ConnectSense Smart Outlet
Of all the “smart” devices out there, the most useful one is the one that can turn a light on or off. Sounds simple, so why do company’s persist in making such a simple use reliant on the addition of a “hub” that both adds cost as well as complexity? ConnectSense doesn’t play that game, which is why their Smart Outlet is going to be a success.

The ConnectSense Smart Outlet is a “smart plug” so obviously it plugs into a grounded (3-prong) wall outlet; covering both the outlet being used as well as the one above it. So now you’ve an off white box that you can plug a lamp or other device into —providing that device can be switched on and off and that’s it. Being that there’s two outlets on the ConnectSense, that means two devices can be plugged in. So far, so simple. So if it’s just a kind of “extension outlet,” why would anyone pay $59.95 retail for it? Even if you include an always live USB socket on the side for plugging in a phone or tablet?

That’s because the real value of the ConnectSense Smart Outlet comes into play when you press that button on the side corresponding to one of the two outlets. Then a blue illumination comes on as a WiFi transmitter begins searching for your home network. Meanwhile you’ve downloaded the ConnectSense app so that you can coordinate the connection between home network and outlet. Finishing this means the outlet is now controllable from the app — no hub required. And since it works through the Internet as well, this gives you near-immediate control over the outlet(s) no matter where you might be.
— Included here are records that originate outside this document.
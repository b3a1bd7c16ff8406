// src/version.rs

//! Version comparison and constraints
//!
//! Versions are compared component by component: runs of digits compare
//! numerically, runs of letters compare as strings, and any other character
//! only separates components. When one version runs out of components first
//! it sorts lower. This is deliberately simpler than dpkg's algorithm: epochs
//! and `~` get no special treatment.

use std::cmp::Ordering;
use std::fmt;
use std::str::FromStr;

#[derive(Debug, PartialEq, Eq)]
enum Component<'a> {
    Numeric(&'a str),
    Alpha(&'a str),
}

fn components(version: &str) -> Vec<Component<'_>> {
    let mut out = Vec::new();
    let bytes = version.as_bytes();
    let mut i = 0;
    while i < bytes.len() {
        let start = i;
        if bytes[i].is_ascii_digit() {
            while i < bytes.len() && bytes[i].is_ascii_digit() {
                i += 1;
            }
            out.push(Component::Numeric(&version[start..i]));
        } else if bytes[i].is_ascii_alphabetic() {
            while i < bytes.len() && bytes[i].is_ascii_alphabetic() {
                i += 1;
            }
            out.push(Component::Alpha(&version[start..i]));
        } else {
            i += 1;
        }
    }
    out
}

/// Compare digit strings of any length without overflowing
fn compare_numeric(a: &str, b: &str) -> Ordering {
    let a = a.trim_start_matches('0');
    let b = b.trim_start_matches('0');
    a.len().cmp(&b.len()).then_with(|| a.cmp(b))
}

pub fn compare_versions(a: &str, b: &str) -> Ordering {
    let left = components(a);
    let right = components(b);

    for (l, r) in left.iter().zip(right.iter()) {
        let ord = match (l, r) {
            (Component::Numeric(l), Component::Numeric(r)) => compare_numeric(l, r),
            (Component::Numeric(l), Component::Alpha(r))
            | (Component::Alpha(l), Component::Numeric(r))
            | (Component::Alpha(l), Component::Alpha(r)) => l.cmp(r),
        };
        if ord != Ordering::Equal {
            return ord;
        }
    }
    left.len().cmp(&right.len())
}

/// Relational operator in a dependency constraint
#[derive(Debug, Clone, Copy, PartialEq, Eq)]
pub enum Op {
    Ge,
    Le,
    Eq,
    Gt,
    Lt,
}

impl Op {
    pub fn as_str(&self) -> &'static str {
        match self {
            Op::Ge => ">=",
            Op::Le => "<=",
            Op::Eq => "=",
            Op::Gt => ">",
            Op::Lt => "<",
        }
    }

    fn matches(&self, ord: Ordering) -> bool {
        match self {
            Op::Ge => ord != Ordering::Less,
            Op::Le => ord != Ordering::Greater,
            Op::Eq => ord == Ordering::Equal,
            Op::Gt => ord == Ordering::Greater,
            Op::Lt => ord == Ordering::Less,
        }
    }
}

impl FromStr for Op {
    type Err = ();

    fn from_str(s: &str) -> Result<Self, Self::Err> {
        match s {
            ">=" => Ok(Op::Ge),
            "<=" => Ok(Op::Le),
            "=" | "==" => Ok(Op::Eq),
            ">" | ">>" => Ok(Op::Gt),
            "<" | "<<" => Ok(Op::Lt),
            _ => Err(()),
        }
    }
}

/// `<op> <version>`, e.g. `>= 1.2.0`
#[derive(Debug, Clone, PartialEq, Eq)]
pub struct Constraint {
    pub op: Op,
    pub version: String,
}

impl Constraint {
    /// Parse the text inside a dependency's parentheses
    ///
    /// Returns `None` for anything that is not an operator followed by a
    /// non-empty version.
    pub fn parse(text: &str) -> Option<Self> {
        let text = text.trim();
        let op_len = text
            .find(|c: char| !matches!(c, '<' | '>' | '='))
            .unwrap_or(text.len());
        let op = text[..op_len].parse().ok()?;
        let version = text[op_len..].trim();
        if version.is_empty() || version.contains(char::is_whitespace) {
            return None;
        }
        Some(Self {
            op,
            version: version.to_string(),
        })
    }

    pub fn satisfied_by(&self, installed: &str) -> bool {
        self.op.matches(compare_versions(installed, &self.version))
    }
}

impl fmt::Display for Constraint {
    fn fmt(&self, f: &mut fmt::Formatter<'_>) -> fmt::Result {
        write!(f, "{} {}", self.op.as_str(), self.version)
    }
}
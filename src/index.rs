// src/index.rs

//! In-memory package index
//!
//! Open hashing keyed by package name: FNV-1a, a prime number of buckets,
//! growth past a 0.75 load factor and shrinking below 0.25. Records are
//! copied in on [`PackageIndex::add`], so the index never shares data with
//! the caller.

use crate::error::Result;
use crate::limits::{self, LimitError, MAX_PATH_LEN, MAX_STRING_LEN};
use crate::packages::PackageRecord;
use tracing::{debug, warn};

/// Bucket count used by [`PackageIndex::new`] before rounding to a prime
pub const DEFAULT_CAPACITY: usize = 16;

/// Lower bound on the bucket count before rounding to a prime
pub const MIN_BUCKETS: usize = 8;

const GROW_LOAD_FACTOR: f64 = 0.75;
const SHRINK_LOAD_FACTOR: f64 = 0.25;

/// 32-bit FNV-1a over the bytes of `key`
pub fn fnv1a(key: &str) -> u32 {
    let mut hash: u32 = 2_166_136_261;
    for byte in key.bytes() {
        hash ^= u32::from(byte);
        hash = hash.wrapping_mul(16_777_619);
    }
    hash
}

fn is_prime(n: usize) -> bool {
    if n < 2 {
        return false;
    }
    if n < 4 {
        return true;
    }
    if n % 2 == 0 {
        return false;
    }
    let mut i = 3;
    while i * i <= n {
        if n % i == 0 {
            return false;
        }
        i += 2;
    }
    true
}

/// Smallest prime `>= n`
pub fn next_prime(n: usize) -> usize {
    let mut candidate = n.max(2);
    while !is_prime(candidate) {
        candidate += 1;
    }
    candidate
}

/// Hash table of package records keyed by name
#[derive(Debug)]
pub struct PackageIndex {
    buckets: Vec<Vec<PackageRecord>>,
    count: usize,
}

impl PackageIndex {
    pub fn new() -> Result<Self> {
        Self::with_capacity(DEFAULT_CAPACITY)
    }

    /// Create an index with at least `capacity` buckets, rounded up to a prime
    pub fn with_capacity(capacity: usize) -> Result<Self> {
        let size = next_prime(capacity.max(MIN_BUCKETS));
        Ok(Self {
            buckets: Self::alloc_buckets(size)?,
            count: 0,
        })
    }

    fn alloc_buckets(size: usize) -> Result<Vec<Vec<PackageRecord>>> {
        let mut buckets = limits::alloc_array::<Vec<PackageRecord>>(size)?;
        buckets.resize_with(size, Vec::new);
        Ok(buckets)
    }

    fn bucket_of(&self, name: &str) -> usize {
        fnv1a(name) as usize % self.buckets.len()
    }

    pub fn len(&self) -> usize {
        self.count
    }

    pub fn is_empty(&self) -> bool {
        self.count == 0
    }

    pub fn bucket_count(&self) -> usize {
        self.buckets.len()
    }

    pub fn load_factor(&self) -> f64 {
        self.count as f64 / self.buckets.len() as f64
    }

    pub fn search(&self, name: &str) -> Option<&PackageRecord> {
        self.buckets[self.bucket_of(name)]
            .iter()
            .find(|record| record.name == name)
    }

    pub fn contains(&self, name: &str) -> bool {
        self.search(name).is_some()
    }

    /// Insert a copy of `record`, replacing any record with the same name
    ///
    /// Replacement happens in place regardless of version. The manifest is
    /// re-validated against the file count ceiling. On error the index is
    /// unchanged.
    pub fn add(&mut self, record: &PackageRecord) -> Result<()> {
        if record.name.is_empty() {
            return Err(LimitError::NullPointer("package name").into());
        }
        limits::validate_string(&record.name, MAX_STRING_LEN, "package name")?;
        limits::validate_string(&record.version, MAX_STRING_LEN, "package version")?;
        limits::validate_file_count(record.files.len() as i64)?;
        for path in &record.files {
            limits::validate_string(path, MAX_PATH_LEN, "manifest entry")?;
        }

        let bucket = self.bucket_of(&record.name);
        if let Some(existing) = self.buckets[bucket]
            .iter_mut()
            .find(|existing| existing.name == record.name)
        {
            debug!("Replacing {} {} with {}", existing.name, existing.version, record.version);
            *existing = record.clone();
            return Ok(());
        }

        if (self.count + 1) as f64 / self.buckets.len() as f64 > GROW_LOAD_FACTOR {
            self.resize(next_prime(self.buckets.len() * 2))?;
        }

        let bucket = self.bucket_of(&record.name);
        self.buckets[bucket].push(record.clone());
        self.count += 1;
        Ok(())
    }

    /// Remove and return the record for `name`, if any
    pub fn remove(&mut self, name: &str) -> Option<PackageRecord> {
        let bucket = self.bucket_of(name);
        let pos = self.buckets[bucket].iter().position(|r| r.name == name)?;
        let removed = self.buckets[bucket].remove(pos);
        self.count -= 1;

        if self.load_factor() < SHRINK_LOAD_FACTOR {
            let target = next_prime((self.buckets.len() / 2).max(MIN_BUCKETS));
            if target < self.buckets.len() {
                if let Err(e) = self.resize(target) {
                    warn!("Failed to shrink package index: {}", e);
                }
            }
        }

        Some(removed)
    }

    /// Rehash every record into `new_size` buckets
    fn resize(&mut self, new_size: usize) -> Result<()> {
        let mut buckets = Self::alloc_buckets(new_size)?;
        for record in self.buckets.drain(..).flatten() {
            let bucket = fnv1a(&record.name) as usize % new_size;
            buckets[bucket].push(record);
        }
        debug!("Resized package index to {} buckets", new_size);
        self.buckets = buckets;
        Ok(())
    }

    pub fn iter(&self) -> impl Iterator<Item = &PackageRecord> {
        self.buckets.iter().flatten()
    }

    /// Installed package names, sorted
    pub fn names(&self) -> Vec<String> {
        let mut names: Vec<String> = self.iter().map(|r| r.name.clone()).collect();
        names.sort();
        names
    }
}
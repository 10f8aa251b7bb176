//! Regions represent the geographical areas for which demand and trip data are provided.
use crate::id::{define_id_getter, define_id_type};
use indexmap::IndexMap;
use serde::Deserialize;

define_id_type! {RegionID}

/// A map of [`Region`]s, keyed by region ID.
///
/// The order of the map is the order in which regions were defined and it determines the row
/// order of every per-region array.
pub type RegionMap = IndexMap<RegionID, Region>;

/// Represents a region with an ID and a longer description.
#[derive(Debug, Deserialize, PartialEq)]
pub struct Region {
    /// A unique identifier for a region (e.g. "E06000001").
    pub id: RegionID,
    /// A text description of the region (e.g. "Hartlepool").
    pub description: String,
}
define_id_getter! {Region, RegionID}
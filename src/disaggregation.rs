//! Temporal disaggregation of regional demand onto hourly load profiles.
//!
//! The load profile for the simulation year is found by diffusing from a base-year profile towards
//! an end-year profile (e.g. as a new charging regime is adopted). Each region's annual demand is
//! then spread over the hours of the year according to that profile.
use crate::diffusion::DiffusionMethod;
use crate::load_profile::{HOURS_PER_YEAR, LoadProfile, YearShape};
use crate::region::RegionID;
use anyhow::{Context, Result, ensure};
use indexmap::IndexMap;
use log::debug;
use std::borrow::Cow;

/// Relative tolerance used when checking that disaggregation conserves energy
const ENERGY_CONSERVATION_TOLERANCE: f64 = 1e-9;

/// Hourly demand for every hour of the year (day-major), keyed by region
pub type RegionHourlyDemandMap = IndexMap<RegionID, Vec<f64>>;

/// Get the year shape to use for the current simulation year.
///
/// The base-year shape is used in (or before) the base year and the end-year shape from
/// `yr_until_changed` onwards. In between, the shapes are interpolated elementwise according to
/// the diffusion fraction, which is only evaluated for years in between.
///
/// # Arguments
///
/// * `curr_yr` - Current simulation year
/// * `base_yr` - Base year of the simulation
/// * `yr_until_changed` - Year by which the end-year profile is fully adopted
/// * `base_profile` - Load profile for the base year
/// * `end_profile` - Load profile once the change is complete
/// * `diffusion` - How to diffuse between the two profiles
pub fn current_year_shape<'a>(
    curr_yr: u32,
    base_yr: u32,
    yr_until_changed: u32,
    base_profile: &'a LoadProfile,
    end_profile: &'a LoadProfile,
    diffusion: DiffusionMethod,
) -> Result<Cow<'a, YearShape>> {
    let shape = if curr_yr <= base_yr {
        Cow::Borrowed(&base_profile.shape_yh)
    } else if curr_yr >= yr_until_changed {
        Cow::Borrowed(&end_profile.shape_yh)
    } else {
        let fraction = diffusion.fraction(base_yr, curr_yr, yr_until_changed)?;
        debug!("Diffusion fraction for {curr_yr}: {fraction}");
        Cow::Owned(
            base_profile
                .shape_yh
                .interpolate(&end_profile.shape_yh, fraction),
        )
    };

    Ok(shape)
}

/// Assign each region's demand to an hourly load profile for the current year.
///
/// The demand given for each region may be at any temporal resolution (e.g. one value per hour of
/// the year, one value per hour of a day or a single annual total): it is summed to give the total
/// to be disaggregated.
///
/// # Arguments
///
/// * `curr_yr` - Current simulation year
/// * `base_yr` - Base year of the simulation
/// * `yr_until_changed` - Year by which the end-year profile is fully adopted
/// * `service_demand_by_region` - Demand to disaggregate for every region
/// * `base_profile` - Load profile for the base year
/// * `end_profile` - Load profile once the change is complete
/// * `regions` - The regions to disaggregate demand for, in output order
/// * `diffusion` - How to diffuse between the two profiles
///
/// # Returns
///
/// Hourly demand for every region, or an error if demand is missing for one of `regions`.
#[allow(clippy::too_many_arguments)]
pub fn disaggregate<D: AsRef<[f64]>>(
    curr_yr: u32,
    base_yr: u32,
    yr_until_changed: u32,
    service_demand_by_region: &IndexMap<RegionID, D>,
    base_profile: &LoadProfile,
    end_profile: &LoadProfile,
    regions: &[RegionID],
    diffusion: DiffusionMethod,
) -> Result<RegionHourlyDemandMap> {
    let shape = current_year_shape(
        curr_yr,
        base_yr,
        yr_until_changed,
        base_profile,
        end_profile,
        diffusion,
    )?;
    debug!(
        "Load profile for {curr_yr} has total fraction {}",
        shape.sum()
    );

    regions
        .iter()
        .map(|region_id| {
            let demand = service_demand_by_region
                .get(region_id)
                .with_context(|| format!("No demand provided for region {region_id}"))?;
            let total: f64 = demand.as_ref().iter().sum();

            Ok((region_id.clone(), shape.scale(total)))
        })
        .collect()
}

/// Check that the hourly demand for a region adds up to the total which was disaggregated
pub fn check_energy_conserved(region_id: &RegionID, total: f64, hourly: &[f64]) -> Result<()> {
    ensure!(
        hourly.len() == HOURS_PER_YEAR,
        "Expected {HOURS_PER_YEAR} hourly values for region {region_id}, found {}",
        hourly.len()
    );

    let hourly_total: f64 = hourly.iter().sum();
    let tolerance = ENERGY_CONSERVATION_TOLERANCE * total.abs().max(hourly_total.abs());
    ensure!(
        (hourly_total - total).abs() <= tolerance,
        "Energy not conserved for region {region_id}: disaggregated {total}, \
        but hourly values sum to {hourly_total}"
    );

    Ok(())
}
//! Code for reading load profiles from CSV files.
use super::*;
use crate::load_profile::{
    DailyShape, HOURS_PER_DAY, LoadProfile, LoadProfileID, LoadProfileMap, year_from_profile_name,
};
use anyhow::bail;
use std::path::Path;

/// The folder within the model directory containing load profile files
const LOAD_PROFILES_DIR_NAME: &str = "load_profiles";

/// Read the named load profiles from the model directory.
///
/// Each profile is read from `load_profiles/<name>.csv`.
///
/// # Arguments
///
/// * `model_dir` - Folder containing model configuration files
/// * `names` - Names of the load profiles to read
pub fn read_load_profiles<'a, I>(model_dir: &Path, names: I) -> Result<LoadProfileMap>
where
    I: IntoIterator<Item = &'a LoadProfileID>,
{
    let dir_path = model_dir.join(LOAD_PROFILES_DIR_NAME);
    let mut profiles = LoadProfileMap::new();
    for id in names {
        if profiles.contains_key(id) {
            continue;
        }

        let file_path = dir_path.join(format!("{id}.csv"));
        let profile =
            read_load_profile(&file_path, id).with_context(|| input_err_msg(&file_path))?;
        profiles.insert(id.clone(), profile);
    }

    Ok(profiles)
}

/// Read a single load profile from the specified CSV file
fn read_load_profile(file_path: &Path, id: &LoadProfileID) -> Result<LoadProfile> {
    let year = year_from_profile_name(&id.0)?;
    let reader = csv::ReaderBuilder::new()
        .trim(csv::Trim::All)
        .from_path(file_path)?;
    let shape_dh = read_daily_shape(reader)?;

    Ok(LoadProfile::from_daily_shape(id.clone(), year, &shape_dh))
}

/// Read a daily load shape from CSV data.
///
/// The header row gives the hour of the day (0 to 23) for each column and there must be a single
/// row of data, giving the percentage of the day's energy used in each hour. The percentages are
/// converted to fractions, which must sum to one.
fn read_daily_shape<R: std::io::Read>(mut reader: csv::Reader<R>) -> Result<DailyShape> {
    let hours: Vec<usize> = reader
        .headers()?
        .iter()
        .map(|header| {
            header
                .parse()
                .ok()
                .filter(|hour| *hour < HOURS_PER_DAY)
                .with_context(|| format!("Invalid hour of day in header: '{header}'"))
        })
        .try_collect()?;
    ensure!(
        hours.len() == HOURS_PER_DAY && hours.iter().all_unique(),
        "Header must contain each hour of the day (0 to {}) exactly once",
        HOURS_PER_DAY - 1
    );

    let mut records = reader.records();
    let Some(record) = records.next() else {
        bail!("No load profile data found");
    };
    let record = record?;
    ensure!(
        records.next().is_none(),
        "Load profile must contain a single row of data"
    );

    let mut shape_dh = [0.0; HOURS_PER_DAY];
    for (hour, field) in hours.into_iter().zip(record.iter()) {
        let percentage: f64 = field
            .parse()
            .with_context(|| format!("Invalid value for hour {hour}: '{field}'"))?;
        ensure!(
            percentage.is_finite() && percentage >= 0.0,
            "Value for hour {hour} must be a non-negative number"
        );
        shape_dh[hour] = percentage / 100.0;
    }

    check_fractions_sum_to_one(shape_dh.iter().copied())
        .context("Load profile percentages must sum to 100")?;

    // Remove rounding errors from the input data so that disaggregation conserves energy
    let total: f64 = shape_dh.iter().sum();
    for fraction in &mut shape_dh {
        *fraction /= total;
    }

    Ok(shape_dh)
}

#[cfg(test)]
mod tests {
    use super::*;
    use crate::fixture::assert_error;
    use float_cmp::assert_approx_eq;
    use itertools::Itertools;
    use std::fs;
    use tempfile::tempdir;

    fn reader(contents: &str) -> csv::Reader<&[u8]> {
        csv::ReaderBuilder::new()
            .trim(csv::Trim::All)
            .from_reader(contents.as_bytes())
    }

    /// A header row with hours in order and a row with the given percentages
    fn profile_csv(percentages: &[f64]) -> String {
        format!(
            "{}\n{}\n",
            (0..HOURS_PER_DAY).join(","),
            percentages.iter().join(",")
        )
    }

    #[test]
    fn test_read_daily_shape() {
        let mut percentages = vec![0.0; HOURS_PER_DAY];
        percentages[8] = 40.0;
        percentages[18] = 60.0;
        let shape = read_daily_shape(reader(&profile_csv(&percentages))).unwrap();
        assert_approx_eq!(f64, shape[8], 0.4);
        assert_approx_eq!(f64, shape[18], 0.6);
        assert_eq!(shape[0], 0.0);
    }

    #[test]
    fn test_read_daily_shape_column_order() {
        // Columns given in reverse order of hours
        let header = (0..HOURS_PER_DAY).rev().join(",");
        let values = (0..HOURS_PER_DAY)
            .map(|i| if i == 0 { "100" } else { "0" })
            .join(",");
        let shape = read_daily_shape(reader(&format!("{header}\n{values}\n"))).unwrap();
        assert_eq!(shape[HOURS_PER_DAY - 1], 1.0);
        assert_eq!(shape[0], 0.0);
    }

    #[test]
    fn test_read_daily_shape_normalised() {
        // Percentages which don't quite sum to 100
        let percentages = vec![100.0 / 24.0 + 1e-8; HOURS_PER_DAY];
        let shape = read_daily_shape(reader(&profile_csv(&percentages))).unwrap();
        let total: f64 = shape.iter().sum();
        assert_approx_eq!(f64, total, 1.0, epsilon = 1e-14);
    }

    #[test]
    fn test_read_daily_shape_invalid() {
        // Doesn't sum to 100
        let percentages = vec![1.0; HOURS_PER_DAY];
        assert_error!(
            read_daily_shape(reader(&profile_csv(&percentages))),
            "Load profile percentages must sum to 100"
        );

        // Negative value
        let mut percentages = vec![0.0; HOURS_PER_DAY];
        percentages[0] = 110.0;
        percentages[1] = -10.0;
        assert_error!(
            read_daily_shape(reader(&profile_csv(&percentages))),
            "Value for hour 1 must be a non-negative number"
        );

        // Bad header
        let csv = format!("{},24\n", (0..23).join(","));
        assert_error!(
            read_daily_shape(reader(&csv)),
            "Invalid hour of day in header: '24'"
        );

        // Missing hour
        let csv = format!("{}\n", (0..23).join(","));
        assert_error!(
            read_daily_shape(reader(&csv)),
            "Header must contain each hour of the day (0 to 23) exactly once"
        );

        // No data
        let csv = format!("{}\n", (0..HOURS_PER_DAY).join(","));
        assert_error!(read_daily_shape(reader(&csv)), "No load profile data found");

        // Too much data
        let percentages = vec![100.0 / 24.0; HOURS_PER_DAY];
        let csv = format!(
            "{}{}\n",
            profile_csv(&percentages),
            percentages.iter().join(",")
        );
        assert_error!(
            read_daily_shape(reader(&csv)),
            "Load profile must contain a single row of data"
        );
    }

    #[test]
    fn test_read_load_profiles() {
        let dir = tempdir().unwrap();
        let profiles_dir = dir.path().join(LOAD_PROFILES_DIR_NAME);
        fs::create_dir(&profiles_dir).unwrap();
        let percentages = vec![100.0 / 24.0; HOURS_PER_DAY];
        for name in ["av_lp_2015", "av_lp_2050"] {
            fs::write(
                profiles_dir.join(format!("{name}.csv")),
                profile_csv(&percentages),
            )
            .unwrap();
        }

        let ids: [LoadProfileID; 3] = [
            "av_lp_2015".into(),
            "av_lp_2050".into(),
            "av_lp_2015".into(),
        ];
        let profiles = read_load_profiles(dir.path(), &ids).unwrap();
        assert_eq!(profiles.len(), 2);
        assert_eq!(profiles["av_lp_2015"].year, 2015);
        assert_eq!(profiles["av_lp_2050"].year, 2050);
        assert_approx_eq!(f64, profiles["av_lp_2050"].shape_yh.sum(), 1.0, epsilon = 1e-9);

        // Missing file
        assert!(read_load_profiles(dir.path(), &["av_lp_2030".into()]).is_err());
    }
}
The strength of the ConnectSense may come from its not needing a hub, but that doesn’t mean it can’t work with one. Specifically if that “hub” is an Apple TV. The outlet is HomeKit compatible, so it can be made more intelligent” through the addition of working via the AppleTV. Think of it as an upgrade if desired.

The ConnectSense Smart Outlet works only with Apple iOS devices — enabling Siri assistant control and custom settings rather than just a simple On/Off — and so that leaves Android users out. But with that caveat in mind, for those wanting just a simple means for controlling a light or other on/off device, this could be the first “smart” outlet that’s worth getting hold of.